Ela não "provocava transe" em quem se aproximava dela, como diziam alguns a respeito da múmia da Princesa Kherima, nem "batia papo" com o imperador Pedro II, como a cantora-sacerdotisa Sha-amun-en-su - ambas parte do acervo do Museu Nacional, que foi perdido para as chamas ano passado. Mesmo assim, quase 70 anos depois de sua "descoberta", a Múmia da Chaminé Gallotti, como ficou conhecida, continua a intrigar alpinistas e estudiosos no assunto.
O mistério teve início na manhã de 19 de setembro de 1949.
Lá pelas sete da manhã, cinco amigos - Antônio Marcos de Oliveira, Laércio Martins, Patrick White, Ricardo Menescal e Tadeusz Hollup - se encontram na Praça General Tibúrcio, na Praia Vermelha, Rio de Janeiro, com o objetivo de escalar o Pão de Açúcar, um dos morros cariocas mais conhecidos.
Lá pelas sete da manhã, cinco amigos - Antônio Marcos de Oliveira, Laércio Martins, Patrick White, Ricardo Menescal e Tadeusz Hollup - se encontram na Praça General Tibúrcio, na Praia Vermelha, Rio de Janeiro, com o objetivo de escalar o Pão de Açúcar, um dos morros cariocas mais conhecidos.
Não era uma escalada como outra qualquer. Em vez de simplesmente subir o paredão de 396 metros de altura por uma das três vias de acesso já desbravadas, os montanhistas, membros do Clube Excursionista Carioca (CEC), decidiram explorar uma quarta trilha, ainda mais perigosa e arrojada que as anteriores.

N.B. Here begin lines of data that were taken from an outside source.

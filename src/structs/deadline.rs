use crate::platform::Clock;

/// Bounded busy-wait helper.
///
/// # Example
/// ```rust,ignore
/// let dl = Deadline::after(clock, 1_000);
/// while hw_busy() {
///     if dl.expired(clock) { return Err(ExiError::Timeout); }
///     clock.relax();
/// }
/// ```
#[derive(Debug, Clone, Copy)]
pub struct Deadline {
    start: u64,
    timeout_us: u64,
}

impl Deadline {
    #[inline(always)]
    pub fn after<C: Clock + ?Sized>(clock: &C, timeout_us: u64) -> Self {
        Deadline {
            start: clock.now_micros(),
            timeout_us,
        }
    }

    #[inline(always)]
    pub fn elapsed_micros<C: Clock + ?Sized>(&self, clock: &C) -> u64 {
        clock.now_micros().saturating_sub(self.start)
    }

    #[inline(always)]
    pub fn expired<C: Clock + ?Sized>(&self, clock: &C) -> bool {
        self.elapsed_micros(clock) > self.timeout_us
    }

    /// Spin until `done` returns true or the deadline passes.
    /// Returns whether `done` was observed.
    pub fn spin_until<C, F>(&self, clock: &C, mut done: F) -> bool
    where
        C: Clock + ?Sized,
        F: FnMut() -> bool,
    {
        loop {
            if done() {
                return true;
            }
            if self.expired(clock) {
                // one last look, the condition may have flipped while we were timing out
                return done();
            }
            clock.relax();
        }
    }
}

Ninguém havia tentado aquela aproximação do cume por tal ângulo e a escalada seria arriscada.
"Os conquistadores levaram quase cinco anos para concluir a rota que ficou conhecida como Chaminé Gallotti, em homenagem ao senador Francisco Benjamin Gallotti (1895-1961)", contava Tadeusz Hollup, "Durante anos, aquele trecho foi considerado uma das mais difíceis escaladas do montanhismo brasileiro."

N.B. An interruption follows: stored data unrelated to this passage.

//! Time-windowed record iterator over one log file.
//!
//! Opening an iterator binary-searches the file by byte offset for the first
//! head strictly after `begin`, falling back to a linear "carpet" scan once
//! the range is below [`SEEK_THRESHOLD`]. Records are then produced lazily
//! until a head past `end` or EOF.

#![allow(missing_docs)]

use std::fs::File;
use std::io::{BufRead, BufReader, Read, Seek, SeekFrom};
use std::path::{Path, PathBuf};

use crate::core::errors::{DiagError, Result};
use crate::logs::descriptor::FileDescriptor;
use crate::logs::item::{Level, LogItem, LogKind, Timestamp};
use crate::logs::parser::ParserSet;

/// Below this many bytes the seek scans linearly. Must be at least the
/// largest record a file can hold.
pub const SEEK_THRESHOLD: u64 = 1024 * 1024;

const READ_BUFFER: usize = 64 * 1024;

/// A peekable, closable stream of records in non-decreasing time order.
pub trait LogStream {
    /// Next record without advancing. `None` at the end of the stream or
    /// when an error is waiting to be surfaced.
    fn peek(&self) -> Option<&LogItem>;

    /// `Ok(None)` once exhausted. A latched error is returned exactly once.
    fn next_item(&mut self) -> Result<Option<LogItem>>;

    /// Release underlying resources. Idempotent.
    fn close(&mut self);
}

#[derive(Debug, Clone, Copy, PartialEq, Eq)]
enum SeekOutcome {
    /// A head after the target was reached. `current` may still be empty
    /// when that head lies past `end`.
    Found,
    Eof,
}

#[derive(Debug)]
pub struct FileIterator {
    path: PathBuf,
    host: String,
    port: String,
    component: String,
    filename: String,
    kind: LogKind,
    reader: Option<BufReader<File>>,
    parsers: ParserSet,
    begin: Timestamp,
    end: Timestamp,
    threshold: u64,
    current: Option<LogItem>,
    lookahead: Option<LogItem>,
    latched: Option<DiagError>,
    line: Vec<u8>,
}

impl FileIterator {
    /// Open with every known head shape.
    pub fn open(descriptor: &FileDescriptor, begin: Timestamp, end: Timestamp) -> Result<Self> {
        Self::with_parsers(descriptor, begin, end, ParserSet::standard())
    }

    pub fn with_parsers(
        descriptor: &FileDescriptor,
        begin: Timestamp,
        end: Timestamp,
        parsers: ParserSet,
    ) -> Result<Self> {
        Self::open_with_threshold(descriptor, begin, end, parsers, SEEK_THRESHOLD)
    }

    pub(crate) fn open_with_threshold(
        descriptor: &FileDescriptor,
        begin: Timestamp,
        end: Timestamp,
        parsers: ParserSet,
        threshold: u64,
    ) -> Result<Self> {
        let (component, port) = descriptor.parse_folder_name()?;
        let kind = LogKind::classify(&component, &descriptor.filename);
        if kind == LogKind::Invalid {
            return Err(DiagError::UnknownComponent { component });
        }

        let path = descriptor.path();
        let file = File::open(&path).map_err(|e| DiagError::io(&path, e))?;
        let size = file.metadata().map_err(|e| DiagError::io(&path, e))?.len();

        let mut iter = Self {
            path,
            host: descriptor.host.clone(),
            port,
            component,
            filename: descriptor.filename.clone(),
            kind,
            reader: Some(BufReader::with_capacity(READ_BUFFER, file)),
            parsers,
            begin,
            end,
            threshold: threshold.max(1),
            current: None,
            lookahead: None,
            latched: None,
            line: Vec::new(),
        };

        let target = iter.begin;
        match iter.seek(0, size, &target)? {
            SeekOutcome::Found if iter.current.is_some() => iter.assemble(),
            _ => iter.finish(),
        }
        Ok(iter)
    }

    pub fn kind(&self) -> LogKind {
        self.kind
    }

    pub fn path(&self) -> &Path {
        &self.path
    }

    pub fn window(&self) -> (Timestamp, Timestamp) {
        (self.begin, self.end)
    }

    /// Whether the file handle is still held.
    pub fn is_open(&self) -> bool {
        self.reader.is_some()
    }

    // ──────────────────── seek ────────────────────

    fn seek(&mut self, lo: u64, hi: u64, target: &Timestamp) -> Result<SeekOutcome> {
        if hi.saturating_sub(lo) < self.threshold {
            return self.carpet(lo, hi, target);
        }
        let mid = lo + (hi - lo) / 2;
        let window_end = mid.saturating_add(self.threshold).min(hi);
        match self.seek(mid, window_end, target)? {
            SeekOutcome::Eof => self.seek(mid, hi, target),
            SeekOutcome::Found => match self.seek(lo, mid, target)? {
                SeekOutcome::Found => Ok(SeekOutcome::Found),
                SeekOutcome::Eof => self.carpet(mid, window_end, target),
            },
        }
    }

    /// Linear scan of the heads starting in `[lo, hi)` for the first one
    /// after `target`.
    fn carpet(&mut self, lo: u64, hi: u64, target: &Timestamp) -> Result<SeekOutcome> {
        self.current = None;
        self.lookahead = None;

        let mut partial = lo > 0 && !self.starts_line(lo)?;
        self.reader_mut()?
            .seek(SeekFrom::Start(lo))
            .map_err(|e| DiagError::io(&self.path, e))?;

        let mut pos = lo;
        while pos < hi {
            let n = self.read_line()?;
            if n == 0 {
                return Ok(SeekOutcome::Eof);
            }
            pos += n as u64;
            if std::mem::take(&mut partial) {
                continue;
            }
            let Some((time, level)) = self.parsers.parse(&self.line) else {
                continue;
            };
            if time > *target {
                if time <= self.end {
                    self.current = Some(self.make_item(time, level));
                }
                return Ok(SeekOutcome::Found);
            }
        }
        Ok(SeekOutcome::Eof)
    }

    fn starts_line(&mut self, pos: u64) -> Result<bool> {
        let reader = self.reader_mut()?;
        let mut byte = [0_u8; 1];
        let read = reader
            .seek(SeekFrom::Start(pos - 1))
            .and_then(|_| reader.read_exact(&mut byte));
        read.map_err(|e| DiagError::io(&self.path, e))?;
        Ok(byte[0] == b'\n')
    }

    // ──────────────────── reading ────────────────────

    fn reader_mut(&mut self) -> Result<&mut BufReader<File>> {
        match self.reader.as_mut() {
            Some(reader) => Ok(reader),
            None => Err(DiagError::io(
                &self.path,
                std::io::Error::other("iterator is closed"),
            )),
        }
    }

    /// Read one line into `self.line` without its terminator. Returns the
    /// number of bytes consumed from the file; 0 at EOF.
    fn read_line(&mut self) -> Result<usize> {
        let mut buf = std::mem::take(&mut self.line);
        buf.clear();
        let read = self.reader_mut()?.read_until(b'\n', &mut buf);
        let n = read.map_err(|e| DiagError::io(&self.path, e))?;
        if buf.last() == Some(&b'\n') {
            buf.pop();
        }
        if buf.last() == Some(&b'\r') {
            buf.pop();
        }
        self.line = buf;
        Ok(n)
    }

    fn make_item(&self, time: Timestamp, level: Level) -> LogItem {
        LogItem {
            host: self.host.clone(),
            port: self.port.clone(),
            component: self.component.clone(),
            file: self.filename.clone(),
            time,
            level,
            kind: self.kind,
            content: self.line.clone(),
        }
    }

    /// Append continuation lines to `current` until the next head (kept as
    /// lookahead), a head past `end`, EOF, or an error (latched).
    fn assemble(&mut self) {
        loop {
            match self.read_line() {
                Ok(0) => break,
                Ok(_) => {}
                Err(err) => {
                    self.latched = Some(err);
                    break;
                }
            }
            if let Some((time, level)) = self.parsers.parse(&self.line) {
                if time <= self.end {
                    self.lookahead = Some(self.make_item(time, level));
                    return;
                }
                break;
            }
            let Some(current) = self.current.as_mut() else {
                break;
            };
            if let Err(err) = current.append_content(&self.line) {
                self.latched = Some(err);
                break;
            }
        }
        self.finish();
    }

    /// Nothing more will be read from the file.
    fn finish(&mut self) {
        self.lookahead = None;
        self.reader = None;
        self.line = Vec::new();
    }
}

impl LogStream for FileIterator {
    fn peek(&self) -> Option<&LogItem> {
        self.current.as_ref()
    }

    fn next_item(&mut self) -> Result<Option<LogItem>> {
        let Some(item) = self.current.take() else {
            return match self.latched.take() {
                Some(err) => Err(err),
                None => Ok(None),
            };
        };
        if let Some(next) = self.lookahead.take() {
            self.current = Some(next);
            self.assemble();
        }
        Ok(Some(item))
    }

    fn close(&mut self) {
        self.current = None;
        self.latched = None;
        self.finish();
    }
}

impl Iterator for FileIterator {
    type Item = Result<LogItem>;

    fn next(&mut self) -> Option<Self::Item> {
        self.next_item().transpose()
    }
}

Ainda na clareira que dava acesso ao paredão, Hollup, então com 19 anos, começou a desconfiar de que algo estava errado quando viu um sapato de mulher, deteriorado pelo tempo, em plena Mata Atlântica. Não era algo normal de ser encontrado em uma localidade tão isolada.
"Será que, daqui a pouco, vamos encontrar a dona do sapato?", perguntou ele, em tom de brincadeira aos demais.

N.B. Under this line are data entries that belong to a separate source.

//! Head-line recognizers for every supported log shape.
//!
//! A head is the first line of a record; every other line is a continuation
//! of the most recent head. Parsers never fail: an unrecognized line simply
//! yields [`Head::NONE`].

#![allow(missing_docs)]

use std::sync::LazyLock;

use regex::bytes::Regex;

use crate::logs::item::{Level, Timestamp};
use crate::logs::timefmt;

/// Result of polling one parser against one line.
#[derive(Debug, Clone, Copy, PartialEq, Eq)]
pub struct Head {
    pub time: Option<Timestamp>,
    pub level: Level,
}

impl Head {
    /// "Not a head".
    pub const NONE: Self = Self {
        time: None,
        level: Level::Invalid,
    };

    fn at(time: Timestamp, level: Level) -> Self {
        Self {
            time: Some(time),
            level,
        }
    }

    /// Head that must carry a recognized level.
    fn leveled(time: Option<Timestamp>, level: Level) -> Self {
        match time {
            Some(t) if level.is_valid() => Self::at(t, level),
            _ => Self::NONE,
        }
    }

    pub const fn is_head(&self) -> bool {
        self.time.is_some()
    }
}

/// A pure predicate over one line.
pub trait HeadParser: Send {
    fn name(&self) -> &'static str;
    fn parse_head(&self, line: &[u8]) -> Head;
}

// ──────────────────── patterns ────────────────────

fn compile(pattern: &str) -> Option<Regex> {
    match Regex::new(pattern) {
        Ok(re) => Some(re),
        Err(err) => {
            eprintln!("[DIAG-PARSER] failed to compile head pattern {pattern:?}: {err}");
            None
        }
    }
}

static UNIFIED_RE: LazyLock<Option<Regex>> =
    LazyLock::new(|| compile(r"^\[([^\[\]]*)\]\s\[([^\[\]]*)\]"));

static PD_RE: LazyLock<Option<Regex>> = LazyLock::new(|| {
    compile(r"^(\d{4}/\d{2}/\d{2} \d{2}:\d{2}:\d{2}\.\d{3})\s[^\s]*\s\[([^\[\]]*)\]")
});

static TIKV_RE: LazyLock<Option<Regex>> = LazyLock::new(|| {
    compile(r"^(\d{4}/\d{2}/\d{2} \d{2}:\d{2}:\d{2}\.\d{3})(?: ([+-]\d{2}:\d{2}))? ([^\s]+)")
});

static TIFLASH_RE: LazyLock<Option<Regex>> = LazyLock::new(|| {
    compile(r"^(\d{4}\.\d{2}\.\d{2} \d{2}:\d{2}:\d{2}\.\d{6})\s\[\s*\d+\s*\]\s<(\w+)>")
});

static SLOW_QUERY_RE: LazyLock<Option<Regex>> = LazyLock::new(|| compile(r"^# Time: (.*)$"));

fn captures<'a>(re: &LazyLock<Option<Regex>>, line: &'a [u8]) -> Option<regex::bytes::Captures<'a>> {
    re.as_ref()?.captures(line)
}

// ──────────────────── parsers ────────────────────

/// `[2019/03/04 17:04:24.614 +08:00] [INFO] ...`
#[derive(Debug, Default, Clone, Copy)]
pub struct UnifiedParser;

impl HeadParser for UnifiedParser {
    fn name(&self) -> &'static str {
        "unified"
    }

    fn parse_head(&self, line: &[u8]) -> Head {
        let Some(caps) = captures(&UNIFIED_RE, line) else {
            return Head::NONE;
        };
        Head::leveled(
            timefmt::parse_unified(&caps[1]),
            Level::from_token(&caps[2]),
        )
    }
}

/// `2019/07/18 11:04:29.314 server.go:12: [info] ...`
#[derive(Debug, Default, Clone, Copy)]
pub struct PdParser;

impl HeadParser for PdParser {
    fn name(&self) -> &'static str {
        "pd"
    }

    fn parse_head(&self, line: &[u8]) -> Head {
        let Some(caps) = captures(&PD_RE, line) else {
            return Head::NONE;
        };
        Head::leveled(timefmt::parse_former(&caps[1]), Level::from_token(&caps[2]))
    }
}

/// `2019/07/18 11:04:29.314 [+08:00] INFO ...`
#[derive(Debug, Default, Clone, Copy)]
pub struct TikvParser;

impl HeadParser for TikvParser {
    fn name(&self) -> &'static str {
        "tikv"
    }

    fn parse_head(&self, line: &[u8]) -> Head {
        let Some(caps) = captures(&TIKV_RE, line) else {
            return Head::NONE;
        };
        let offset = caps.get(2).map(|m| m.as_bytes());
        Head::leveled(
            timefmt::parse_former_with_offset(&caps[1], offset),
            Level::from_token(&caps[3]),
        )
    }
}

/// `level=warn ts=2019-08-22T10:46:31.818Z caller=...`
#[derive(Debug, Default, Clone, Copy)]
pub struct PrometheusParser;

impl HeadParser for PrometheusParser {
    fn name(&self) -> &'static str {
        "prometheus"
    }

    fn parse_head(&self, line: &[u8]) -> Head {
        if !(line.starts_with(b"level=") || line.starts_with(b"ts=")) {
            return Head::NONE;
        }
        let mut time = None;
        let mut level = Level::Invalid;
        for token in line.split(|b| *b == b' ') {
            if let Some(v) = token.strip_prefix(b"ts=") {
                time = timefmt::parse_rfc3339(trim_quotes(v));
            } else if let Some(v) = token.strip_prefix(b"level=") {
                level = Level::from_token(trim_quotes(v));
            }
            if time.is_some() && level.is_valid() {
                break;
            }
        }
        Head::leveled(time, level)
    }
}

fn trim_quotes(v: &[u8]) -> &[u8] {
    v.strip_prefix(b"\"")
        .and_then(|s| s.strip_suffix(b"\""))
        .unwrap_or(v)
}

/// `2019.07.18 11:04:29.314159 [ 42 ] <Error> ...`
#[derive(Debug, Default, Clone, Copy)]
pub struct TiFlashErrParser;

impl HeadParser for TiFlashErrParser {
    fn name(&self) -> &'static str {
        "tiflash"
    }

    fn parse_head(&self, line: &[u8]) -> Head {
        let Some(caps) = captures(&TIFLASH_RE, line) else {
            return Head::NONE;
        };
        // TiFlash spells out its own level names.
        let level = match caps[2].to_ascii_uppercase().as_slice() {
            b"INFORMATION" => Level::Info,
            b"TRACE" => Level::Debug,
            other => Level::from_token(other),
        };
        Head::leveled(timefmt::parse_tiflash(&caps[1]), level)
    }
}

/// `# Time: 2019-08-22T10:46:31.818+08:00`; carries no level.
#[derive(Debug, Default, Clone, Copy)]
pub struct SlowQueryParser;

impl HeadParser for SlowQueryParser {
    fn name(&self) -> &'static str {
        "slow_query"
    }

    fn parse_head(&self, line: &[u8]) -> Head {
        let Some(caps) = captures(&SLOW_QUERY_RE, line) else {
            return Head::NONE;
        };
        match timefmt::parse_slow_query_time(&caps[1]) {
            Some(t) => Head::at(t, Level::Invalid),
            None => Head::NONE,
        }
    }
}

fn json_object(line: &[u8]) -> Option<serde_json::Map<String, serde_json::Value>> {
    if line.first() != Some(&b'{') {
        return None;
    }
    match serde_json::from_slice::<serde_json::Value>(line).ok()? {
        serde_json::Value::Object(map) => Some(map),
        _ => None,
    }
}

/// `{"level":"INFO","time":"2022/01/14 08:09:55.307 +01:00",...}`
#[derive(Debug, Default, Clone, Copy)]
pub struct UnifiedJsonParser;

impl HeadParser for UnifiedJsonParser {
    fn name(&self) -> &'static str {
        "unified_json"
    }

    fn parse_head(&self, line: &[u8]) -> Head {
        let Some(map) = json_object(line) else {
            return Head::NONE;
        };
        let time = map
            .get("time")
            .and_then(serde_json::Value::as_str)
            .and_then(|s| timefmt::parse_unified(s.as_bytes()));
        let level = map
            .get("level")
            .and_then(serde_json::Value::as_str)
            .map_or(Level::Invalid, |s| Level::from_token(s.as_bytes()));
        Head::leveled(time, level)
    }
}

/// `{"TIME":"2025/06/12 09:58:40.697 +02:00","EVENT":["QUERY"],...}`
#[derive(Debug, Default, Clone, Copy)]
pub struct AuditJsonParser;

impl HeadParser for AuditJsonParser {
    fn name(&self) -> &'static str {
        "audit_json"
    }

    fn parse_head(&self, line: &[u8]) -> Head {
        let Some(map) = json_object(line) else {
            return Head::NONE;
        };
        if !map.contains_key("EVENT") {
            return Head::NONE;
        }
        match map
            .get("TIME")
            .and_then(serde_json::Value::as_str)
            .and_then(|s| timefmt::parse_unified(s.as_bytes()))
        {
            Some(t) => Head::at(t, Level::Invalid),
            None => Head::NONE,
        }
    }
}

// ──────────────────── MRU set ────────────────────

/// Ordered parser list owned by a single iterator. A parser that recognizes
/// a head is moved to the front so homogeneous files hit on the first poll.
pub struct ParserSet {
    parsers: Vec<Box<dyn HeadParser>>,
}

impl ParserSet {
    pub fn new(parsers: Vec<Box<dyn HeadParser>>) -> Self {
        Self { parsers }
    }

    /// Every known shape.
    pub fn standard() -> Self {
        Self::new(vec![
            Box::new(UnifiedParser),
            Box::new(UnifiedJsonParser),
            Box::new(TikvParser),
            Box::new(PdParser),
            Box::new(SlowQueryParser),
            Box::new(PrometheusParser),
            Box::new(TiFlashErrParser),
            Box::new(AuditJsonParser),
        ])
    }

    /// Poll parsers in MRU order; swap the hitting one to the front.
    pub fn parse(&mut self, line: &[u8]) -> Option<(Timestamp, Level)> {
        for idx in 0..self.parsers.len() {
            let head = self.parsers[idx].parse_head(line);
            if let Some(time) = head.time {
                self.parsers.swap(0, idx);
                return Some((time, head.level));
            }
        }
        None
    }

    pub fn order(&self) -> Vec<&'static str> {
        self.parsers.iter().map(|p| p.name()).collect()
    }

    pub fn len(&self) -> usize {
        self.parsers.len()
    }

    pub fn is_empty(&self) -> bool {
        self.parsers.is_empty()
    }
}

impl Default for ParserSet {
    fn default() -> Self {
        Self::standard()
    }
}

impl std::fmt::Debug for ParserSet {
    fn fmt(&self, f: &mut std::fmt::Formatter<'_>) -> std::fmt::Result {
        f.debug_list().entries(self.order()).finish()
    }
}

"Mesmo assim, não demos muita importância. Joguei o sapato fora e continuamos a subir", explicou em sua última entrevista, dada ao programa Esporte Espetacular, da TV Globo, em 22 de outubro de 2017.
Tadeusz Hollup, o último dos desbravadores da chaminé Gallotti, morreu no dia 27 de agosto de 2018, aos 88 anos. Ele continuava perfeitamente lúcido, principalmente quando contava a experiência daquele dia em particular.
Sem que soubessem, a escalada desafiadora não resultaria na tomada do cume, mas em uma descoberta muito mais estranha.
Alguns metros acima daquele ponto crucial de difícil acesso, Oliveira, o caçula do grupo, então com 18 anos, resolveu desbravar a encosta do morro. Começou a explorar a área, mapeando os caminhos e trechos mentalmente. Não poderia imaginar o que encontraria ao observar a fenda apelidada de Chaminé pelos alpinistas. Era por volta das 11h30 da manhã, quando ele se deparou com um cadáver, preso pela garganta, na estreita fenda de rocha.
Oliveira levou o susto de sua vida. Voltou correndo para os colegas sem conseguir conter a excitação pela macabra descoberta que havia feito. Ao contrário do que se poderia imaginar, o defunto não estava em estado de putrefação e, sim, mumificado.
"Quando o vento bateu mais forte, o cabelo da múmia, que era muito longo, pousou no meu ombro. Foi aí que vi que era uma pessoa entalada na fissura. Fiquei apavorado!", relatou Oliveira no documentário Cinquentona Gallotti (2004), escrito e dirigido por Priscilla Botto e Paulo de Barros.
Na mesma hora, berrou para os amigos: "Venham aqui, tem uma pessoa morta!".
Hollup e Menescal caíram na gargalhada. "Que história é essa?", quis saber Hollup, aos risos. Era inusitado, quase impossível que naquele lugar ermo estivesse um cadáver humano. "Achou a dona do sapato?", fez graça Menescal. Os dois levaram na brincadeira. Mas Oliveira, não.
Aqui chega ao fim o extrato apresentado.